## How to complete this task
Your answer must consist of exactly the lines below, starting with the line with "the first frame." and going on through the line with "let threshold = policy.chat_near_bottom_px;", and nothing else.

## Dataset records
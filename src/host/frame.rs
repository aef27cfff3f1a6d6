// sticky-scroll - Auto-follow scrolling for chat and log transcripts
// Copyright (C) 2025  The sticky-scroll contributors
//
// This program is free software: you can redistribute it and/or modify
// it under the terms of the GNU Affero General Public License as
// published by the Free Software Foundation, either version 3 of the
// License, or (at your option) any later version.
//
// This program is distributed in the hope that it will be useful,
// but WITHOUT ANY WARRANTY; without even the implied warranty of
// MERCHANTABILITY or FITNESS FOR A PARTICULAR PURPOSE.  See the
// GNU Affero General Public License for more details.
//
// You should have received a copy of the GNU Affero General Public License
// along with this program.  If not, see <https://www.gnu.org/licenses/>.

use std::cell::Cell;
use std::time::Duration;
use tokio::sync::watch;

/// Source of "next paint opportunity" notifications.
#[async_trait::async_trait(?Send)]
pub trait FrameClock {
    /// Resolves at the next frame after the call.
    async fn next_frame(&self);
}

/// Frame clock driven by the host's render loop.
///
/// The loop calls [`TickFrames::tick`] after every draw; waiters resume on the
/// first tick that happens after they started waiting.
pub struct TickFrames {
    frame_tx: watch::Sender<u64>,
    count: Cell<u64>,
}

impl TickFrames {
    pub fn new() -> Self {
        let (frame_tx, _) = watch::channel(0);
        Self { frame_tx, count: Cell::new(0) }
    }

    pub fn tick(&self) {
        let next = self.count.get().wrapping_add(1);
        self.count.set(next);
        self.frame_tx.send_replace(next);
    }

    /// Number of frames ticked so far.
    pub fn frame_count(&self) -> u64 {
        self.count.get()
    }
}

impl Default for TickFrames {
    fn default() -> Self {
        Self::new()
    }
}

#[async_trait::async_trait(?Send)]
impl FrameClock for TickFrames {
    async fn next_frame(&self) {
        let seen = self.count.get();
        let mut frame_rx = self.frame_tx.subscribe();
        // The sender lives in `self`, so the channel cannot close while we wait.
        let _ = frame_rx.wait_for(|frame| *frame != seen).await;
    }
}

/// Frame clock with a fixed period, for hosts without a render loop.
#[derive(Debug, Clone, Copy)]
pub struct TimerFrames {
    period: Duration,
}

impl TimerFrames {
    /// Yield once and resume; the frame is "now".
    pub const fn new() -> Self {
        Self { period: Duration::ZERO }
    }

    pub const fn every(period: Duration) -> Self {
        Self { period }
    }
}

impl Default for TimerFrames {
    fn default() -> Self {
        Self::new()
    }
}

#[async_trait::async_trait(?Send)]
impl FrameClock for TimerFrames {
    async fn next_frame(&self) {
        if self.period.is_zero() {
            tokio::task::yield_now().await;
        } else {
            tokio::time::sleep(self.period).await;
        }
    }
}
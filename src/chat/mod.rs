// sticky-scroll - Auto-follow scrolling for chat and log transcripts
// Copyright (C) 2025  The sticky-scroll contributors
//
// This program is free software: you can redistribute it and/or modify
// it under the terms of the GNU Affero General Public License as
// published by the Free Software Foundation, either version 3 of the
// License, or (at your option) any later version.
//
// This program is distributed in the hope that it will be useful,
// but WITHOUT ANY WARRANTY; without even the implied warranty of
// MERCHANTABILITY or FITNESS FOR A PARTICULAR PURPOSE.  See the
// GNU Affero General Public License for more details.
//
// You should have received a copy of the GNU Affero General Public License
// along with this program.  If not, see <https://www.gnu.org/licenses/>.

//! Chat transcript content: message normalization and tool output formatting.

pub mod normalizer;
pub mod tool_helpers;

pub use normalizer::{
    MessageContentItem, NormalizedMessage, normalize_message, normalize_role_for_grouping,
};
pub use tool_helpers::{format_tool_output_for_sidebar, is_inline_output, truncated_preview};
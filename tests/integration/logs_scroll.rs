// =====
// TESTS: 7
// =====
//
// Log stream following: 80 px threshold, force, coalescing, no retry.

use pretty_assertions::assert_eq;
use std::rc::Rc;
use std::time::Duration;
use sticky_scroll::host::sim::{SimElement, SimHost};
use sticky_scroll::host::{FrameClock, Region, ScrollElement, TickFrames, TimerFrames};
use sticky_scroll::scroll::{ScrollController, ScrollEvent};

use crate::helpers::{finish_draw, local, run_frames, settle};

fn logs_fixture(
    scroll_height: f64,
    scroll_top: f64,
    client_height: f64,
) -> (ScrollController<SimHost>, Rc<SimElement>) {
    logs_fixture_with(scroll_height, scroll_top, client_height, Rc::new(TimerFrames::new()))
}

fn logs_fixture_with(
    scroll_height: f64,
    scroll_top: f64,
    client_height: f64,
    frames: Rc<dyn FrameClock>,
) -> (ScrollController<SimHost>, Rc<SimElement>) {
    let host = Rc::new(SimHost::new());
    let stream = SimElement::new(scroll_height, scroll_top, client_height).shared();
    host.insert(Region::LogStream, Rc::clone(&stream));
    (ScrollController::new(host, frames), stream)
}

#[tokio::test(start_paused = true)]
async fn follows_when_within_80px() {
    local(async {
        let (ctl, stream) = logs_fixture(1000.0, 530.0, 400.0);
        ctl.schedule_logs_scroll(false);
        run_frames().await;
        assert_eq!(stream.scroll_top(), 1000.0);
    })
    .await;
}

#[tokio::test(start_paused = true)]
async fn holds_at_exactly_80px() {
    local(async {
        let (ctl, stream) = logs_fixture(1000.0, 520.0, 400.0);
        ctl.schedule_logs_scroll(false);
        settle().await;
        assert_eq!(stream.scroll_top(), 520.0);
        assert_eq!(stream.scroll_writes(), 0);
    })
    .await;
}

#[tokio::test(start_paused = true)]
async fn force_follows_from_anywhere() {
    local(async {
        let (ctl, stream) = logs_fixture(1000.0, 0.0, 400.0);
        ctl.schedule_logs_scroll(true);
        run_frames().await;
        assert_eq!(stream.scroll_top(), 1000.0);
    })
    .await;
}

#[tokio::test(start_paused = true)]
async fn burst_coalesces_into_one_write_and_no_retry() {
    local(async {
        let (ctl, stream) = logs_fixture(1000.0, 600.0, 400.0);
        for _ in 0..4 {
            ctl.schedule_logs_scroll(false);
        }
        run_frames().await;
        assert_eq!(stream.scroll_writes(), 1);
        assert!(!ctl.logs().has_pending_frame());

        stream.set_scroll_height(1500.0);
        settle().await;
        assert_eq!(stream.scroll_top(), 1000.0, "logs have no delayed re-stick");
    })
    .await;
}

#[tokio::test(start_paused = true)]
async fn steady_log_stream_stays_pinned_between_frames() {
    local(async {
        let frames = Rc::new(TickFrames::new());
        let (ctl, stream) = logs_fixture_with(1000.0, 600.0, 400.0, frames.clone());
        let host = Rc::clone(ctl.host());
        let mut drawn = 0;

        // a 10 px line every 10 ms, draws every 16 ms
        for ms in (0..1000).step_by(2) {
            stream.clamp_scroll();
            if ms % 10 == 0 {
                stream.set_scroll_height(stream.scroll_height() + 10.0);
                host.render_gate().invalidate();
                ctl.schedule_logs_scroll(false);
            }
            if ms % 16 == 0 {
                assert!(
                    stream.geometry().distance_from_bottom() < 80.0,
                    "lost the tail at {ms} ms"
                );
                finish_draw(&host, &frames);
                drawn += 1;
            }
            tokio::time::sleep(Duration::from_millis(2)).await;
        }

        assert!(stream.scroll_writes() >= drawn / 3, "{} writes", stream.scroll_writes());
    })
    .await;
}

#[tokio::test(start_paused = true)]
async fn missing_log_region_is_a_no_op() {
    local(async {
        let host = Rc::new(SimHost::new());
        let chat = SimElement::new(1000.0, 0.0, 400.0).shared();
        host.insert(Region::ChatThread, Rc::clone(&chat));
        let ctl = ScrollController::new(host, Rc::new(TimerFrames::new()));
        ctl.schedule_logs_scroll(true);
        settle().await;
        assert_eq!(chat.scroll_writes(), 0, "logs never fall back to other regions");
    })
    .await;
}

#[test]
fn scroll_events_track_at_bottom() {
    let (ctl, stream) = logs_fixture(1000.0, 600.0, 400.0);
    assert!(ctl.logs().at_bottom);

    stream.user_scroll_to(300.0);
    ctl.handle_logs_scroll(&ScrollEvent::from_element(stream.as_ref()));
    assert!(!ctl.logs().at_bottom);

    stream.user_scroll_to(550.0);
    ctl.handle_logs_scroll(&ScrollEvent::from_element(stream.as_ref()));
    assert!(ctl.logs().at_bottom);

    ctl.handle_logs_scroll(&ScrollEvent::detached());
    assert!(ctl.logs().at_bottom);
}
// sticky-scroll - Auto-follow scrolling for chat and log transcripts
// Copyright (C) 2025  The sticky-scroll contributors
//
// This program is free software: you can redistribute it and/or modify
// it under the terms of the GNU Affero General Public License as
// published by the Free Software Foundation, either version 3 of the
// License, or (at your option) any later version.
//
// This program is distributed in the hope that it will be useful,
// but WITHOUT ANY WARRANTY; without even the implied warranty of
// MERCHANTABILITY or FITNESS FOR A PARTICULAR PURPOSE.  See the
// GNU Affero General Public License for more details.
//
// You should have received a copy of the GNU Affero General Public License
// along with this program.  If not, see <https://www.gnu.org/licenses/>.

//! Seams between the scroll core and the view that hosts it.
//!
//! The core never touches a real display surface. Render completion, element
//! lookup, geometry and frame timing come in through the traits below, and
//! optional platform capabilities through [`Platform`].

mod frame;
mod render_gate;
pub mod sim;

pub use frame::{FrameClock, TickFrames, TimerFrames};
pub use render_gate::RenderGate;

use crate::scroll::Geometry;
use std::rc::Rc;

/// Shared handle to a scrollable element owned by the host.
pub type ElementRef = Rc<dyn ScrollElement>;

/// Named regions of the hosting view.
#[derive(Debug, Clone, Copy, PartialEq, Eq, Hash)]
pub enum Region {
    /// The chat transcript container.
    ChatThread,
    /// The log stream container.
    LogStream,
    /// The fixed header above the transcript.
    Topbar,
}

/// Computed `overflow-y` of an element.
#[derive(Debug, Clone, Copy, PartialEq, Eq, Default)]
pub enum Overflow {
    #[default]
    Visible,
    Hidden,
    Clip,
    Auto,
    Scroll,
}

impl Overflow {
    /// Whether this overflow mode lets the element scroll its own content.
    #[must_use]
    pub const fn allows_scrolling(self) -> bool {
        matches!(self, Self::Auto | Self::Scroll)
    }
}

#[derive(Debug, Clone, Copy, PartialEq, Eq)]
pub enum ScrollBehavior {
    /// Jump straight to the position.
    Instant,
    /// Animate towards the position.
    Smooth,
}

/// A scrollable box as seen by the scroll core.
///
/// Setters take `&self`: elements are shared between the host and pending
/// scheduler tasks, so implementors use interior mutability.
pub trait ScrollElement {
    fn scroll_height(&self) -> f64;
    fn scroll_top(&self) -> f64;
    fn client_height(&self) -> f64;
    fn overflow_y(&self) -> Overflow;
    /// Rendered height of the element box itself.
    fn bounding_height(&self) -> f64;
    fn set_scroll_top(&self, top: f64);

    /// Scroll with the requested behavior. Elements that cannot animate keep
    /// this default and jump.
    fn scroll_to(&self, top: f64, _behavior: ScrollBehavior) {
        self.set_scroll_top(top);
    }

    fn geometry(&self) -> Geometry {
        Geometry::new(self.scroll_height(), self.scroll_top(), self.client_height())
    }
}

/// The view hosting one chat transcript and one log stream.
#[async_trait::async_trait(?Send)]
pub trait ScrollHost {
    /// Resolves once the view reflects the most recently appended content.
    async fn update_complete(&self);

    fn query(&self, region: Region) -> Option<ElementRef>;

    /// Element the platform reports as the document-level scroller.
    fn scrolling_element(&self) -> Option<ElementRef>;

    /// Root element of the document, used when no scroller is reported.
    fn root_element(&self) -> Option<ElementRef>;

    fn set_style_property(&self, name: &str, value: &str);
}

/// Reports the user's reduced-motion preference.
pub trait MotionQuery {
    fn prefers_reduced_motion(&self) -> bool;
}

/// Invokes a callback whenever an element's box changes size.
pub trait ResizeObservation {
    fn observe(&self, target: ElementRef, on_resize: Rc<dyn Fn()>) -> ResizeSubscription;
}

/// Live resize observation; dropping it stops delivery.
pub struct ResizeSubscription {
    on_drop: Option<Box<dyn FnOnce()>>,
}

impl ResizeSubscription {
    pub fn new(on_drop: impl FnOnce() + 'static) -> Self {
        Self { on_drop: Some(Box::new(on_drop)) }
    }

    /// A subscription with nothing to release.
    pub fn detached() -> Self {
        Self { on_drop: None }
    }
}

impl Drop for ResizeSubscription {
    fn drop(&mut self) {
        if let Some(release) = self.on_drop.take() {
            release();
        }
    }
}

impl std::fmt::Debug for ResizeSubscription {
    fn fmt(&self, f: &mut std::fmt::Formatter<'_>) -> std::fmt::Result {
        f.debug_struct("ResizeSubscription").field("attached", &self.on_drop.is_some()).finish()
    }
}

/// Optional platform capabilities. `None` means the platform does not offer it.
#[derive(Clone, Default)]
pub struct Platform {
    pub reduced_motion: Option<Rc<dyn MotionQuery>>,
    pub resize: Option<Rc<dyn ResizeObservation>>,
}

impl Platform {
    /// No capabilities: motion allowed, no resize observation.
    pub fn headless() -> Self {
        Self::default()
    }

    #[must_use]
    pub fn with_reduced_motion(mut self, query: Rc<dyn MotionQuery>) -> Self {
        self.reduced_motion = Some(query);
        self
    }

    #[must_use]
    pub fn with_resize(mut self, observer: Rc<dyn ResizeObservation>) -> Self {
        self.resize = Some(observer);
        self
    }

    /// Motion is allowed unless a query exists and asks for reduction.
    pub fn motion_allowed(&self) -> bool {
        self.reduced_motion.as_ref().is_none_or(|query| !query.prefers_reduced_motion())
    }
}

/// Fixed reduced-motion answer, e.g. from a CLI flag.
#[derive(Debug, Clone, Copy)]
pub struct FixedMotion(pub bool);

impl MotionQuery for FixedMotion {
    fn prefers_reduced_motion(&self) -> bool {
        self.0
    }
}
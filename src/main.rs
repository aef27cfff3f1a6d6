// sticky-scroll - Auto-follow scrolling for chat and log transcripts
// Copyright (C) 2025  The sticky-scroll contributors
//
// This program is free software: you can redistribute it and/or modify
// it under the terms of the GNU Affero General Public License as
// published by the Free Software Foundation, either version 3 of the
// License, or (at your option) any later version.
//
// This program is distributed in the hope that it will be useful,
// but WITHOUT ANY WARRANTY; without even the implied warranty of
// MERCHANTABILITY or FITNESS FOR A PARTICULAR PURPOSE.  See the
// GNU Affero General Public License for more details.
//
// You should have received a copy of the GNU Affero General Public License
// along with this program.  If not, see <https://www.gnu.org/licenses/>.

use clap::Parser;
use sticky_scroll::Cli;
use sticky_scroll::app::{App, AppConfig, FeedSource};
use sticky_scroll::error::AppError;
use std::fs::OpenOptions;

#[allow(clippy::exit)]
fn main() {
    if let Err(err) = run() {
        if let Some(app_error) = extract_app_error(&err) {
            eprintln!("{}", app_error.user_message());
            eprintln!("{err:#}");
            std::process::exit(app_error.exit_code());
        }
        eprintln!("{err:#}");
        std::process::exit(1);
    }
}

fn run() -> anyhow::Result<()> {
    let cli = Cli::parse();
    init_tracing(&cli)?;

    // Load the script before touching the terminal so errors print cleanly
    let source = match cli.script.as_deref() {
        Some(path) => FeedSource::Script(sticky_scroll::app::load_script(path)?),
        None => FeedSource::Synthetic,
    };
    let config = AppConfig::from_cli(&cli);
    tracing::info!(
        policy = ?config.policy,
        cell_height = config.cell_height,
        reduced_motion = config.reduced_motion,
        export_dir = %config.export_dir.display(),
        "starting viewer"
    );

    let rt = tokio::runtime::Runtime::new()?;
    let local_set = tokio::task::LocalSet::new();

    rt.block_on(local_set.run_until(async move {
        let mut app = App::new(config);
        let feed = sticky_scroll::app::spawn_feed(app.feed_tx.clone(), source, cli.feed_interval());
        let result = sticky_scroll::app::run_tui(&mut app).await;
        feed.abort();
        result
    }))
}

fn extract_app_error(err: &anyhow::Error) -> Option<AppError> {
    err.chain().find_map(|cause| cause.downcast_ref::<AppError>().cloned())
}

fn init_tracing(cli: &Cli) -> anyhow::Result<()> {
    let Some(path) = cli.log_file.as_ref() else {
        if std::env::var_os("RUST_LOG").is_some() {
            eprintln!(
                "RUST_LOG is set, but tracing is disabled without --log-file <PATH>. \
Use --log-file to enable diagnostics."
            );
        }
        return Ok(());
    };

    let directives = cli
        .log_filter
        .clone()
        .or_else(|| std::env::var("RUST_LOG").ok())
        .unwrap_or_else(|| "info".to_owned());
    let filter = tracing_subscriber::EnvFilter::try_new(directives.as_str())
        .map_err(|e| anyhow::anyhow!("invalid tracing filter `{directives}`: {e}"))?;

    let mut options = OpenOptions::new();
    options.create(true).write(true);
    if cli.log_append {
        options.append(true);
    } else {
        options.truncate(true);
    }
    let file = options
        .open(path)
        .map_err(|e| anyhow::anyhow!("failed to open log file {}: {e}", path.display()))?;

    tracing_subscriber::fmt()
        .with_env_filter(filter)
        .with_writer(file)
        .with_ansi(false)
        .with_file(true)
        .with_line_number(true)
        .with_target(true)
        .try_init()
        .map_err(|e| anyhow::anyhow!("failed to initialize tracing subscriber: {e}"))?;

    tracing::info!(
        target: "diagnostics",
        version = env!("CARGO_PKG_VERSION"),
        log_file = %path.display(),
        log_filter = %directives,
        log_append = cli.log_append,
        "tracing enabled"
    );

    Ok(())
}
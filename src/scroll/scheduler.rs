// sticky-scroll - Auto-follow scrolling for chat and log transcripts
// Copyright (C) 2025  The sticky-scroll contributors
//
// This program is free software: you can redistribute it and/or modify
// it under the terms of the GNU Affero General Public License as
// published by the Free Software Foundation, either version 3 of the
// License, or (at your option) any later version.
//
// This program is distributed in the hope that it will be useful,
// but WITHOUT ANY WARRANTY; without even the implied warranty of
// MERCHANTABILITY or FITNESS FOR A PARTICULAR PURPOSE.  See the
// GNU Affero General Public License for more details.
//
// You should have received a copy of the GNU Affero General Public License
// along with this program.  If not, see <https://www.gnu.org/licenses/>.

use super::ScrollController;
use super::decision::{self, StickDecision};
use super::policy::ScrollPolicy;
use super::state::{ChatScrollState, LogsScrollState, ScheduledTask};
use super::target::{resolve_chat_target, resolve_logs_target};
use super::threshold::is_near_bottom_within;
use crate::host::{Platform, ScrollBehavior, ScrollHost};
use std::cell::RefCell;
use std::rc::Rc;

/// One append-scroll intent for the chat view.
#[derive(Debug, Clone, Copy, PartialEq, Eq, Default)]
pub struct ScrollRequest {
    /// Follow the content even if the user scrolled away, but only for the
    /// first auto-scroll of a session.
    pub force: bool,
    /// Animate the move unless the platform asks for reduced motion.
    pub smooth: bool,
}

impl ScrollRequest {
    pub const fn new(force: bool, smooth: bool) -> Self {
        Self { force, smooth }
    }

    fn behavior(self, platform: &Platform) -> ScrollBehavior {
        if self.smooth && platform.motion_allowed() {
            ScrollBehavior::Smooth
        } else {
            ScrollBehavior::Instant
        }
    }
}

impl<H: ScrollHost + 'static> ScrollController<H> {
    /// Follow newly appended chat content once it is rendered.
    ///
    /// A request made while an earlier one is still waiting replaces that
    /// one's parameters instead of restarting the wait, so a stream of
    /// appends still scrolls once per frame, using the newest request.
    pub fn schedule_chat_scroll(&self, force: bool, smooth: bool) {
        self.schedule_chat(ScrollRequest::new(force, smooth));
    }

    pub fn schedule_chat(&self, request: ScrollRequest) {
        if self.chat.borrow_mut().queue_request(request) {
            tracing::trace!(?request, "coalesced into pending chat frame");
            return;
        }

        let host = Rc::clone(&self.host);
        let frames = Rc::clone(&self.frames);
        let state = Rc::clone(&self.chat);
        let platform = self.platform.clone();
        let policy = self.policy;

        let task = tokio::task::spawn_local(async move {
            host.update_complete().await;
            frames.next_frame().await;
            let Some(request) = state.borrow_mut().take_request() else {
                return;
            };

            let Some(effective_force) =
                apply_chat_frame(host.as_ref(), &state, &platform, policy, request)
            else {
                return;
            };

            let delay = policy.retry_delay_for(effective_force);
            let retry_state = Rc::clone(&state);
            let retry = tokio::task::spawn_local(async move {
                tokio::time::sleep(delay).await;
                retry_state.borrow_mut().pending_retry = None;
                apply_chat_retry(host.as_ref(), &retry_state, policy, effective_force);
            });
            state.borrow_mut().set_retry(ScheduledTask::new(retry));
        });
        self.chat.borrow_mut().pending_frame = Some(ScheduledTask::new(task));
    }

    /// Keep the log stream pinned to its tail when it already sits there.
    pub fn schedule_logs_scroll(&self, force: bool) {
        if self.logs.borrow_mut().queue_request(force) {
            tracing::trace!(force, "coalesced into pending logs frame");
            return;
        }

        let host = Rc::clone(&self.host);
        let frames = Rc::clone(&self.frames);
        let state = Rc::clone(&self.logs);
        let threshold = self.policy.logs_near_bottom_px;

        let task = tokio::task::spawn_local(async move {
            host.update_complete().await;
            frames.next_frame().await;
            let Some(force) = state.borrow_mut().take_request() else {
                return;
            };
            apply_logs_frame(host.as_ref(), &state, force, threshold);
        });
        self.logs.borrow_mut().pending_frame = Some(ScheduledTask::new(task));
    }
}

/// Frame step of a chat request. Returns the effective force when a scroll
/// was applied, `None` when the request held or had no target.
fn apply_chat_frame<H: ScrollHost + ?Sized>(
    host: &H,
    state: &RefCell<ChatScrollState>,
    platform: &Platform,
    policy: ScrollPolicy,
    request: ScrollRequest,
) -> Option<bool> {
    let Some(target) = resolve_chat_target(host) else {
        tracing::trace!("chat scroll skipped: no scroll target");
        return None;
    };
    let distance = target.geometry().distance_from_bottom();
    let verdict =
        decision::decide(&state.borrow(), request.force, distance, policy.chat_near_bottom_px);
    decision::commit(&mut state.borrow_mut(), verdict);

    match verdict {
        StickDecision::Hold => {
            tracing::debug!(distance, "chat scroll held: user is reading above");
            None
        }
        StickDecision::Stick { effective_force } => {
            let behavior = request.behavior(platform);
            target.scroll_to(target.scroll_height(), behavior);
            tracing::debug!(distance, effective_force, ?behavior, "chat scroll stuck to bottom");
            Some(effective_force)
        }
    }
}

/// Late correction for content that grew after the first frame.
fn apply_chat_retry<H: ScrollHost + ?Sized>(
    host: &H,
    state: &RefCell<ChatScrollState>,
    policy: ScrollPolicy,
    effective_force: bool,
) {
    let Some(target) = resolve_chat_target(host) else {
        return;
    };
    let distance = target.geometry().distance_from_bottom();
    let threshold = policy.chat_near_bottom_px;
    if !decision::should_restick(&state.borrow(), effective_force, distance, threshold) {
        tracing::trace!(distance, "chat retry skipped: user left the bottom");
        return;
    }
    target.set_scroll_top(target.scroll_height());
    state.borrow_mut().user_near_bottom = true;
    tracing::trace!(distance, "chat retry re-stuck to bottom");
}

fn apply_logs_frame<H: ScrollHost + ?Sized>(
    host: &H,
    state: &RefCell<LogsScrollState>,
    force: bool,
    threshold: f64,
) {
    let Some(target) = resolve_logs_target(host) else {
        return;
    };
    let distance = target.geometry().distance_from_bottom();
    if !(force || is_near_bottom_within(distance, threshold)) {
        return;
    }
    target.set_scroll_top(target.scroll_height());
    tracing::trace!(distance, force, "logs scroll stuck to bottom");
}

## Exercise result
/// Late correction for content that grew after the first frame.
fn apply_chat_retry<H: ScrollHost + ?Sized>(
    host: &H,
    state: &RefCell<ChatScrollState>,
    policy: ScrollPolicy,
    effective_force: bool,
) {
    let Some(target) = resolve_chat_target(host) else {
        return;
    };
    let distance = target.geometry().distance_from_bottom();
    let threshold = policy.chat_near_bottom_px;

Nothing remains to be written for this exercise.